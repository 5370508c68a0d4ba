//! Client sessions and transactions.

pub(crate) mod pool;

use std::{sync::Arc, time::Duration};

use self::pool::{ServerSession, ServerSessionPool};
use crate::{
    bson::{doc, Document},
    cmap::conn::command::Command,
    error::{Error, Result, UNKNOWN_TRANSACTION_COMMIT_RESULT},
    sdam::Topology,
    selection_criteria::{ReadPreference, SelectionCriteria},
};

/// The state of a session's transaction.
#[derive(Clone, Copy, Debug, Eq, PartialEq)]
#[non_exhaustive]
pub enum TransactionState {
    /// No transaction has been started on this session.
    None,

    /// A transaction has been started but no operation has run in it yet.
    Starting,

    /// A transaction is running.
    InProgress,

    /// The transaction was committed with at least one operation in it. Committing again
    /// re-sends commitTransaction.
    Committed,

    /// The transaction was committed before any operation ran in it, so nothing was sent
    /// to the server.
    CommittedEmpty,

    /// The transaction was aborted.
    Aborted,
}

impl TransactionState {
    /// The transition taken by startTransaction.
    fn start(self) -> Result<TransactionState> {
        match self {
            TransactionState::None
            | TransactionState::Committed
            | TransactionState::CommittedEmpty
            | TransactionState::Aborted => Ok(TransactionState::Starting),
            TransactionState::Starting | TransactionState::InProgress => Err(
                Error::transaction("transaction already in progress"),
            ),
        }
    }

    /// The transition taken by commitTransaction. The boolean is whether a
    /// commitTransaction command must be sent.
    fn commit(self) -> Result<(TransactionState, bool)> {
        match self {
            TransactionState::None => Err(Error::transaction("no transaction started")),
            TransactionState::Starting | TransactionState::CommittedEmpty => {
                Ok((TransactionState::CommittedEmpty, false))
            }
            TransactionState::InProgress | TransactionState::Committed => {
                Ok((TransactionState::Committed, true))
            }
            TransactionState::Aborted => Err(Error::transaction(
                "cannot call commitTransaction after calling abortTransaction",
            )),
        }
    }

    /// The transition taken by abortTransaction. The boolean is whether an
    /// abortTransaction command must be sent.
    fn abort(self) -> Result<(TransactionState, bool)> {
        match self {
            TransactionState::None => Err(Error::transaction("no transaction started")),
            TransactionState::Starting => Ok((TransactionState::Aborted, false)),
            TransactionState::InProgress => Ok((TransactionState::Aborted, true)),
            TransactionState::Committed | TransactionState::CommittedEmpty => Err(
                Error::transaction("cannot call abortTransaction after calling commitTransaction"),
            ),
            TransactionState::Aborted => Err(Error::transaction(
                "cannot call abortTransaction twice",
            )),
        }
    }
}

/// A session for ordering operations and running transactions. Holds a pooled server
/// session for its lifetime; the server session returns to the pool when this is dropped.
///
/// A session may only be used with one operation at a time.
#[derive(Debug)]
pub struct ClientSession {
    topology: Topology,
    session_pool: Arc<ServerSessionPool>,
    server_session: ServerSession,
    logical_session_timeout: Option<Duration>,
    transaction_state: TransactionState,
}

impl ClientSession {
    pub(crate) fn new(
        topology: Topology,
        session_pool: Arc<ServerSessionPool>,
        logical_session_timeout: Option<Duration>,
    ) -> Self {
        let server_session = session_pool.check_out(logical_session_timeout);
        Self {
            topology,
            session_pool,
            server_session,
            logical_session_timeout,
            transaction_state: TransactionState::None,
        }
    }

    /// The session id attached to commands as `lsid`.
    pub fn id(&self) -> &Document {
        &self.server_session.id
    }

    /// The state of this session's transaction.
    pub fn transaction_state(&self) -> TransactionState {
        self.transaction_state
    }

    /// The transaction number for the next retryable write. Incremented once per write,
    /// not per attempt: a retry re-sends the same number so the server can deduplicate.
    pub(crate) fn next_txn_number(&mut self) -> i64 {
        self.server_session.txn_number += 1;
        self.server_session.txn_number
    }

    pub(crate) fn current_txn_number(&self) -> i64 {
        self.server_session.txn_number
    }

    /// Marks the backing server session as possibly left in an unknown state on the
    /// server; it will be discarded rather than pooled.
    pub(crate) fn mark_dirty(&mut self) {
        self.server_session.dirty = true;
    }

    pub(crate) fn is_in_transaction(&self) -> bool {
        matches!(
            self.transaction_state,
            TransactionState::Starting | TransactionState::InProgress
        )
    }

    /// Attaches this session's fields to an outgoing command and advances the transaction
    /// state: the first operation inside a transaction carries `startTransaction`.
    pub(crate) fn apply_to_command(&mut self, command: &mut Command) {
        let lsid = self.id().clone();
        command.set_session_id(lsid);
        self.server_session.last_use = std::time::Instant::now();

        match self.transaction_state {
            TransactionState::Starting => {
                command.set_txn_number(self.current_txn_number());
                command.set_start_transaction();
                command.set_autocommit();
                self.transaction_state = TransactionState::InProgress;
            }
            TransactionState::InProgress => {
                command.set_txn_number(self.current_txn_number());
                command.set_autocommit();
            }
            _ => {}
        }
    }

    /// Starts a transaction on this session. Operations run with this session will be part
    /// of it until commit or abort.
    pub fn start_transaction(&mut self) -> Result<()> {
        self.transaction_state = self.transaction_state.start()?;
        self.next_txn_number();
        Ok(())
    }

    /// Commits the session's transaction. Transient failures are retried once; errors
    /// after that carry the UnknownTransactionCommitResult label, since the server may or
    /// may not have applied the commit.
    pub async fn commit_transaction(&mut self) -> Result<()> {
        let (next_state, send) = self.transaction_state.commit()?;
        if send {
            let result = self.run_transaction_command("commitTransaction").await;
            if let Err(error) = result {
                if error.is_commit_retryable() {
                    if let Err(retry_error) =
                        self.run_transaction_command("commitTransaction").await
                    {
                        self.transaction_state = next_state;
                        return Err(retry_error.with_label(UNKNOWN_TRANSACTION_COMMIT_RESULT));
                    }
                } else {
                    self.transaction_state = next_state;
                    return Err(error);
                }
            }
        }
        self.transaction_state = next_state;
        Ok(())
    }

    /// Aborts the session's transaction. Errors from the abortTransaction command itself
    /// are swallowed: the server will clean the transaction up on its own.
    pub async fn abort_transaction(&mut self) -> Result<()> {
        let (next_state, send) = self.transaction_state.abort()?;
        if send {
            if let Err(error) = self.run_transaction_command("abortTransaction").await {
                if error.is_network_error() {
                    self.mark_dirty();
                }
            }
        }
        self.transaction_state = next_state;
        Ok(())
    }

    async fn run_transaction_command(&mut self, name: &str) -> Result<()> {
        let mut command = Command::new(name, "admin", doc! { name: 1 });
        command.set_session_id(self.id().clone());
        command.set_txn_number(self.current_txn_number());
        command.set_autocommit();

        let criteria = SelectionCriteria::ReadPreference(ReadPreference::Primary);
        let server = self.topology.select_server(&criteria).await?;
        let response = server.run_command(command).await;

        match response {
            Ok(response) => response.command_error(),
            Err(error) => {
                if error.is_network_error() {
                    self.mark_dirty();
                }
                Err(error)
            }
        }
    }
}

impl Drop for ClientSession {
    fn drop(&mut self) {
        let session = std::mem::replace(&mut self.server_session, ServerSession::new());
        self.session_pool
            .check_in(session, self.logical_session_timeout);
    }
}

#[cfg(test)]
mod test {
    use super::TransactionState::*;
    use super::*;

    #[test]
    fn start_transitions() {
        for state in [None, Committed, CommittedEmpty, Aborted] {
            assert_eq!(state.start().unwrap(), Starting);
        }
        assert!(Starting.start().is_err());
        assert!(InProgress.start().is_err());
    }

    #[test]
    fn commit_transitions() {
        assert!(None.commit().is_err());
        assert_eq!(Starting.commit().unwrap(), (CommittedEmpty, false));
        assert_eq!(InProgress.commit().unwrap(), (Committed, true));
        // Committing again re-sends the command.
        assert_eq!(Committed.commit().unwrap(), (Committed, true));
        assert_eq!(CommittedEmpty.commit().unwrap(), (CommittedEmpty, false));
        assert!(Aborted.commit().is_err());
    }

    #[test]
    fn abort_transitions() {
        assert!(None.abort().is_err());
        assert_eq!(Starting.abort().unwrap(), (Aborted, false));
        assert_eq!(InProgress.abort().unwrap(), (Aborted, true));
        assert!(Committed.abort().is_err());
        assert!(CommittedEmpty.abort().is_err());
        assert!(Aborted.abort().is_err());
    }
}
__________________________________________________
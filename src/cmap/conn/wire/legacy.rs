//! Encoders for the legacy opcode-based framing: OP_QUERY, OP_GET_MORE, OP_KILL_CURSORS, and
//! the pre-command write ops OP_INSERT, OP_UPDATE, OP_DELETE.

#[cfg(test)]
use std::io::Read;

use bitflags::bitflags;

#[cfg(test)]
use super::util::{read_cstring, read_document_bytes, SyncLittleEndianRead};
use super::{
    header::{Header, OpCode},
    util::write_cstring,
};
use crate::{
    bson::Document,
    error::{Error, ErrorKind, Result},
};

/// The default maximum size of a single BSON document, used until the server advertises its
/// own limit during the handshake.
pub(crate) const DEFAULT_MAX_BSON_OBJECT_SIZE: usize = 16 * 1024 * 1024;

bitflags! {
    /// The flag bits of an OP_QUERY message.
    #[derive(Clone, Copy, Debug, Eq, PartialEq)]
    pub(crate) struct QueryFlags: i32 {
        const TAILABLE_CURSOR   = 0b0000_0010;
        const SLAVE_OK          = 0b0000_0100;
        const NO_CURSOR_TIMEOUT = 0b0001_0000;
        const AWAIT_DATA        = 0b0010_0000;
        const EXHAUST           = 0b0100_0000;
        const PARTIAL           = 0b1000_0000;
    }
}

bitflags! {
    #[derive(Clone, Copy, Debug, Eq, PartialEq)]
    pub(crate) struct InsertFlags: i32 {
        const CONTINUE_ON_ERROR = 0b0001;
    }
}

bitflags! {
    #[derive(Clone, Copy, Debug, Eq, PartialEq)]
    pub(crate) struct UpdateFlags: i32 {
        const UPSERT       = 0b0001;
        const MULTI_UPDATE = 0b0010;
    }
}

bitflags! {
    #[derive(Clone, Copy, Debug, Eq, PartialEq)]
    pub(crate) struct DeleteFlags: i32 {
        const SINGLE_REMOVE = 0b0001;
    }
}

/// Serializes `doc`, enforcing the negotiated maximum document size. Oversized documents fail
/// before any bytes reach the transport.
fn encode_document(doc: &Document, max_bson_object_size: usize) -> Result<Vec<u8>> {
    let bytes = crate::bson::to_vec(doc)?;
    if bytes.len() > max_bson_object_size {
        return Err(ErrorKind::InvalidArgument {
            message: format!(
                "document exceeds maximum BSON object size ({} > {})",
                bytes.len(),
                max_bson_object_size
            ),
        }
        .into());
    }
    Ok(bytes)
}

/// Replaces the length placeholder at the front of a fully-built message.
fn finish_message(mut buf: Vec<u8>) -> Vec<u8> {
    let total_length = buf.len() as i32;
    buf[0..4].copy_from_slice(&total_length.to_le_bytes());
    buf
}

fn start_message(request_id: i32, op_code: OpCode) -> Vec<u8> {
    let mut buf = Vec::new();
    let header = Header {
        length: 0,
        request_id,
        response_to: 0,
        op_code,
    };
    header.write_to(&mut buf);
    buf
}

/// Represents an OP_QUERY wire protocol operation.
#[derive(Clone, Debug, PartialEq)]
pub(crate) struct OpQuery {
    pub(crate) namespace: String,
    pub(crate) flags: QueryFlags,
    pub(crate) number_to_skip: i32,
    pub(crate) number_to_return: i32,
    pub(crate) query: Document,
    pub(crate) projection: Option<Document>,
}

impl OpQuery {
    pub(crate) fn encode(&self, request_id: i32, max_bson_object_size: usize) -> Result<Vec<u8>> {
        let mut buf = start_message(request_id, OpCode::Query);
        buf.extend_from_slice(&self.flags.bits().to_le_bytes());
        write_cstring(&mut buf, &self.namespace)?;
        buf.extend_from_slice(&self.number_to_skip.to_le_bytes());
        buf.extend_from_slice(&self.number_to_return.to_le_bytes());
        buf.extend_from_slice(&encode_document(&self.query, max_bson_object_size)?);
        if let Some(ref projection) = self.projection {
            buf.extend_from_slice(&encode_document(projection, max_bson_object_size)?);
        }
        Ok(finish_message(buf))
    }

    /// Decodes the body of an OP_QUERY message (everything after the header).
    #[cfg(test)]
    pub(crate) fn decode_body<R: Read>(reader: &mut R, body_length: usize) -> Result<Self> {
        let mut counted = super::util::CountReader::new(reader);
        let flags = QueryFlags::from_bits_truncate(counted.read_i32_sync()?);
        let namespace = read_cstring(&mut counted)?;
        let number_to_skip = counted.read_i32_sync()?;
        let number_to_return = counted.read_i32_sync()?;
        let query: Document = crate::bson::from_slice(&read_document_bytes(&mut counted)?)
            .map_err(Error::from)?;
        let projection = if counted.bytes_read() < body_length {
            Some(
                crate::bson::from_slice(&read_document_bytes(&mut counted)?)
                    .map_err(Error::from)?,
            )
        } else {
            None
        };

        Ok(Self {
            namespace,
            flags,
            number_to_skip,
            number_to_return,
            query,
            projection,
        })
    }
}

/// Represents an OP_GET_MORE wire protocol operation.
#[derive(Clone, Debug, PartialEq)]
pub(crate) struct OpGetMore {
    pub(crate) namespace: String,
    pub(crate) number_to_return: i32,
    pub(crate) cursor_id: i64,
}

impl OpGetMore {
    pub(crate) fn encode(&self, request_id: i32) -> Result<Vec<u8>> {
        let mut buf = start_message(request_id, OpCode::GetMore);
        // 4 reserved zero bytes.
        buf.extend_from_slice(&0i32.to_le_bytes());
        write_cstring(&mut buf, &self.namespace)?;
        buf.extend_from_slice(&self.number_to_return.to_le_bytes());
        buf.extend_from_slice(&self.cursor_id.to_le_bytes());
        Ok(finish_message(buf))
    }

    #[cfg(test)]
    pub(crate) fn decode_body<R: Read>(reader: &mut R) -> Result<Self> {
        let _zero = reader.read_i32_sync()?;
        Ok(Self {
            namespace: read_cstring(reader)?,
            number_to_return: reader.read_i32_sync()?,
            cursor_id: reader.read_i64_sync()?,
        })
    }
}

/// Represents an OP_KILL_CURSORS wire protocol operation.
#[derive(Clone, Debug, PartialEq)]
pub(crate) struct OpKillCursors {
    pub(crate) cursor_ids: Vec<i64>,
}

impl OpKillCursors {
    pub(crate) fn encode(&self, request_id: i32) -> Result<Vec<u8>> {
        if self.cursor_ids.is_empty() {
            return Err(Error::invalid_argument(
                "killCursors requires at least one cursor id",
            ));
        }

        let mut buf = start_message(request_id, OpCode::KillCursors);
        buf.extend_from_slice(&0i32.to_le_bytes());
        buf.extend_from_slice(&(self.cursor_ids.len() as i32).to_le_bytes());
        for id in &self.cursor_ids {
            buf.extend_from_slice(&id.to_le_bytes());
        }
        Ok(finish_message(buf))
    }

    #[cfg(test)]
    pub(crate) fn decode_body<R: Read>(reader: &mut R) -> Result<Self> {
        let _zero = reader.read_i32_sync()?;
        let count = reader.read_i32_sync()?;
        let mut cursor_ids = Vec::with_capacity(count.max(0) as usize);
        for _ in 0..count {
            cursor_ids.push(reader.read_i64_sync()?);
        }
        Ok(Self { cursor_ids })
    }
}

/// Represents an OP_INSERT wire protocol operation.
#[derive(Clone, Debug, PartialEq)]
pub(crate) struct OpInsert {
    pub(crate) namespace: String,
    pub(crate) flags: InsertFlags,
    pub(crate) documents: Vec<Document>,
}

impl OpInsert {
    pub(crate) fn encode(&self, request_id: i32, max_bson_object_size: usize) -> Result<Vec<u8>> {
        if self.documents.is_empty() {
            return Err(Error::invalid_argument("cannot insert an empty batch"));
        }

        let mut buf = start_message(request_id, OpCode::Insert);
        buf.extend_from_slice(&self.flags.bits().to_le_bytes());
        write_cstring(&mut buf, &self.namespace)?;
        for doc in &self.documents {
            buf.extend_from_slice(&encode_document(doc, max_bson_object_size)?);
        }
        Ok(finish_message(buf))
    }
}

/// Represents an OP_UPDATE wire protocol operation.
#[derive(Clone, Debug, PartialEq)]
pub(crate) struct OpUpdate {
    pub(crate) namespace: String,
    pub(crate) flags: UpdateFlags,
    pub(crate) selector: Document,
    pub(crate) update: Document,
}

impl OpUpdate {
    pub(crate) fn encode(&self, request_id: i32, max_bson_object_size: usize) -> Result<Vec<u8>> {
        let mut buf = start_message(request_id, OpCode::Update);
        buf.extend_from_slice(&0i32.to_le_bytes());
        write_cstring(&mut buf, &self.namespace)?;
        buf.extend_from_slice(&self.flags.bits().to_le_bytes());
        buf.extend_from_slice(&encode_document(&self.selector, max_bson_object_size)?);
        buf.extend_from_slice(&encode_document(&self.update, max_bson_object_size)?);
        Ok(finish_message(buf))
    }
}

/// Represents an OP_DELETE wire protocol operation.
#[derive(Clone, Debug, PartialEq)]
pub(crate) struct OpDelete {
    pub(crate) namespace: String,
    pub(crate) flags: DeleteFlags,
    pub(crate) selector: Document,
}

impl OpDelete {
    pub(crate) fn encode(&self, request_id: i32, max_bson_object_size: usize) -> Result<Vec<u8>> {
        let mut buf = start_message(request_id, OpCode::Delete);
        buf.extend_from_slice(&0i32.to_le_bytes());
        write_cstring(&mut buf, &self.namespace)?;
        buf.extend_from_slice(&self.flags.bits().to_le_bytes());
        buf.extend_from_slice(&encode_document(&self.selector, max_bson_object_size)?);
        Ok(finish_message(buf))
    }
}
__________________________________________________
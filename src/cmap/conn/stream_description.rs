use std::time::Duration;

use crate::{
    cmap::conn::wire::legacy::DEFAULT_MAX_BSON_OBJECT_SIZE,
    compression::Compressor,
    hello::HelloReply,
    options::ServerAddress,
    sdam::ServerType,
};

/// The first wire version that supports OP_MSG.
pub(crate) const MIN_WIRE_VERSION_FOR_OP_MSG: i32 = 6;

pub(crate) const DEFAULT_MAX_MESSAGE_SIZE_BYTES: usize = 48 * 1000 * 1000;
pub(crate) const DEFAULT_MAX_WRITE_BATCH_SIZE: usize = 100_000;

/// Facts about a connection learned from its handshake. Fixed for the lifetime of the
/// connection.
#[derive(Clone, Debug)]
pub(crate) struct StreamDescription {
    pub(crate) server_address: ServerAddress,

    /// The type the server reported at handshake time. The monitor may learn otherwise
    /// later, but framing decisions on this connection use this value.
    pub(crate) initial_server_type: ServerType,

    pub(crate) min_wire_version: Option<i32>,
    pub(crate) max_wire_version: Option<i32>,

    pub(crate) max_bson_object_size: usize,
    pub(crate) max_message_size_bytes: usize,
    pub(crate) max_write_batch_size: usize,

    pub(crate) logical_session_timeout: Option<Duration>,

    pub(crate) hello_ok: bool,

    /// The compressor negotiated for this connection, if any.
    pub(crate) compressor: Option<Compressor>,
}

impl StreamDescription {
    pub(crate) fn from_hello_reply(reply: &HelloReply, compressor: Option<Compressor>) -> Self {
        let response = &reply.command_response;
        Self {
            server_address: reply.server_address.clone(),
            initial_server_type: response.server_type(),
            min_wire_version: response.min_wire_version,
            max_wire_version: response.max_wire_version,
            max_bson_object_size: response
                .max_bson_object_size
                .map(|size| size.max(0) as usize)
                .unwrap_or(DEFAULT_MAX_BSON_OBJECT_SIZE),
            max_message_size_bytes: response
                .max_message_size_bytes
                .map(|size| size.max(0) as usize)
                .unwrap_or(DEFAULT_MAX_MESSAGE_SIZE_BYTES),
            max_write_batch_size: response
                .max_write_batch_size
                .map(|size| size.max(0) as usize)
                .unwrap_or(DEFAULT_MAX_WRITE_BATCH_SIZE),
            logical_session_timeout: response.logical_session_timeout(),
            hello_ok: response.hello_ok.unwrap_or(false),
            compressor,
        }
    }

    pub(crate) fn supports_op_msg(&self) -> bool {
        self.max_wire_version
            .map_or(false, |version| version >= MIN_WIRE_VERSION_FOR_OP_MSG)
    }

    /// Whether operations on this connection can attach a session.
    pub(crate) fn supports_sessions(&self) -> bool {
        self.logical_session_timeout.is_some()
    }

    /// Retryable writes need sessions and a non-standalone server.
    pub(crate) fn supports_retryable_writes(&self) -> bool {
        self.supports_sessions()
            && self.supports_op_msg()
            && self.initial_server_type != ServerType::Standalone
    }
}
__________________________________________________
Look through the entries and copy every line in which the string "OpDelete" appears.

pub(crate) struct OpDelete {
impl OpDelete {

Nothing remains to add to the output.